[Start of section]

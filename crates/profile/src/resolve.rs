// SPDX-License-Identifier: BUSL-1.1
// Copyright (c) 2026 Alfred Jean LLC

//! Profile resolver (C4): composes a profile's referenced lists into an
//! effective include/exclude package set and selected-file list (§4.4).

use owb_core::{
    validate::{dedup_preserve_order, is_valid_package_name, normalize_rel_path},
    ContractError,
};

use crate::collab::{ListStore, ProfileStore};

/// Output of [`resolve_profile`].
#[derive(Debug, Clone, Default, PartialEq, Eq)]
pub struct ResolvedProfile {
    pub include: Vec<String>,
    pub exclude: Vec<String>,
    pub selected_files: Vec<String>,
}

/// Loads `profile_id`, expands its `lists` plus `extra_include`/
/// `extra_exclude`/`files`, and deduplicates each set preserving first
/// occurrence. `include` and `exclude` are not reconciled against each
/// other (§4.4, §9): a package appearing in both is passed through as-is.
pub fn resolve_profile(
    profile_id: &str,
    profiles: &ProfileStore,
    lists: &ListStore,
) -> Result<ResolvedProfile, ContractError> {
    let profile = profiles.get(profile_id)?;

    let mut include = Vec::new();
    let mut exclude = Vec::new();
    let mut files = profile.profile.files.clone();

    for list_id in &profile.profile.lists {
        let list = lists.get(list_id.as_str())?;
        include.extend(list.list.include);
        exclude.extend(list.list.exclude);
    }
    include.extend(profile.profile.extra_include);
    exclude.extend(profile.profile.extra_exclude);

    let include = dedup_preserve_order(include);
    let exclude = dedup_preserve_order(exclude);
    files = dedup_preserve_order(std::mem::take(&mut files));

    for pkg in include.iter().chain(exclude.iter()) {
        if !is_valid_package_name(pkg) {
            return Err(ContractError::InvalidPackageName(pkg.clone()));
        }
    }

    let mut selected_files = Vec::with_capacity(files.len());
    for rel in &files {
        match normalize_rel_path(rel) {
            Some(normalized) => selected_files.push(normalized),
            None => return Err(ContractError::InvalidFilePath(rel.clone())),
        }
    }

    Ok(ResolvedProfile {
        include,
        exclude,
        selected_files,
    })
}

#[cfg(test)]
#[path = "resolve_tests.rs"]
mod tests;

[End of section]
[Start of section]

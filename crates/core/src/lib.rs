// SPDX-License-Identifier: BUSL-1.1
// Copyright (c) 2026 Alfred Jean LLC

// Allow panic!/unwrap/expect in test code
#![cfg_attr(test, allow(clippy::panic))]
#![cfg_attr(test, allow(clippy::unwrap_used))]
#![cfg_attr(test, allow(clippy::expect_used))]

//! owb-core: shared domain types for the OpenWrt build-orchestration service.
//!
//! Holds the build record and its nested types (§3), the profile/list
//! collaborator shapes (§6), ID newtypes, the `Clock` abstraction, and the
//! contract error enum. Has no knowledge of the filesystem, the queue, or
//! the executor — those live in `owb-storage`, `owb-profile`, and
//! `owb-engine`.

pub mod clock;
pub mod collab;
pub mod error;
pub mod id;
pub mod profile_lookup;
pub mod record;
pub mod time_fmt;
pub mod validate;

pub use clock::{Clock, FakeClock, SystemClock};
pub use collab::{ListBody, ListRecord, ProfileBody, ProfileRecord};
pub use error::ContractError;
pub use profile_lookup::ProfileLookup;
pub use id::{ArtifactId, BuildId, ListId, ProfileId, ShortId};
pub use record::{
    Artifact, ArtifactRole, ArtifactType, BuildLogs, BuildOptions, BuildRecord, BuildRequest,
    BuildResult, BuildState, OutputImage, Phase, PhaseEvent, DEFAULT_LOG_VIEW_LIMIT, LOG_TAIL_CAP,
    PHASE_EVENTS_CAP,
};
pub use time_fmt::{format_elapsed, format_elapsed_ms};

[End of section]
[Start of section]

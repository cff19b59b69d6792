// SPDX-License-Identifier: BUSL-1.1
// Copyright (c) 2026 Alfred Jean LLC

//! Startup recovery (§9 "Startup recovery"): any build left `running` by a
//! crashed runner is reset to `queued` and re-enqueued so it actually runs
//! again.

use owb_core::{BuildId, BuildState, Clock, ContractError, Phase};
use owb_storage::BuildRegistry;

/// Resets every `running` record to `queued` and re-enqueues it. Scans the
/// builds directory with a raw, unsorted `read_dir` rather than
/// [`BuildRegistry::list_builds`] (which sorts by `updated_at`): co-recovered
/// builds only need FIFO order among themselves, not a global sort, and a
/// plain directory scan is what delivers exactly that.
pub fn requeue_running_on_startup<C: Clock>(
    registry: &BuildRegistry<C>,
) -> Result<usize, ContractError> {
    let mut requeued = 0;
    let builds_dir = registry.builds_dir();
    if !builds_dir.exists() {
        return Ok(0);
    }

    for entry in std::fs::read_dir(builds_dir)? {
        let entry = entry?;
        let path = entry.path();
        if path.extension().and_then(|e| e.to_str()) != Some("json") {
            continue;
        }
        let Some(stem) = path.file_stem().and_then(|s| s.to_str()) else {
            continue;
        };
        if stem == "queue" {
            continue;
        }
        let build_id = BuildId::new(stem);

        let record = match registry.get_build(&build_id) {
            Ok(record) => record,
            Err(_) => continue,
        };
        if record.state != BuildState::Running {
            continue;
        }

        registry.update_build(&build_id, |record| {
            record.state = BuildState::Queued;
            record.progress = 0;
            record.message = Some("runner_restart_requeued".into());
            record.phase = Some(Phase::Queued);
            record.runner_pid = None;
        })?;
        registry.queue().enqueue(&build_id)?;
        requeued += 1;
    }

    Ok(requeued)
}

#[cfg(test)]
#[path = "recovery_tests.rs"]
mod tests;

[End of section]

*YOUR GOAL*:
Looking at the records above, return exactly the lines from the line with "Startup recovery (§9" to the line with "use owb_storage::BuildRegistry;", both ends included.

*OUTPUT FOR THIS EXERCISE*:
//! Startup recovery (§9 "Startup recovery"): any build left `running` by a
//! crashed runner is reset to `queued` and re-enqueued so it actually runs
//! again.

use owb_core::{BuildId, BuildState, Clock, ContractError, Phase};
use owb_storage::BuildRegistry;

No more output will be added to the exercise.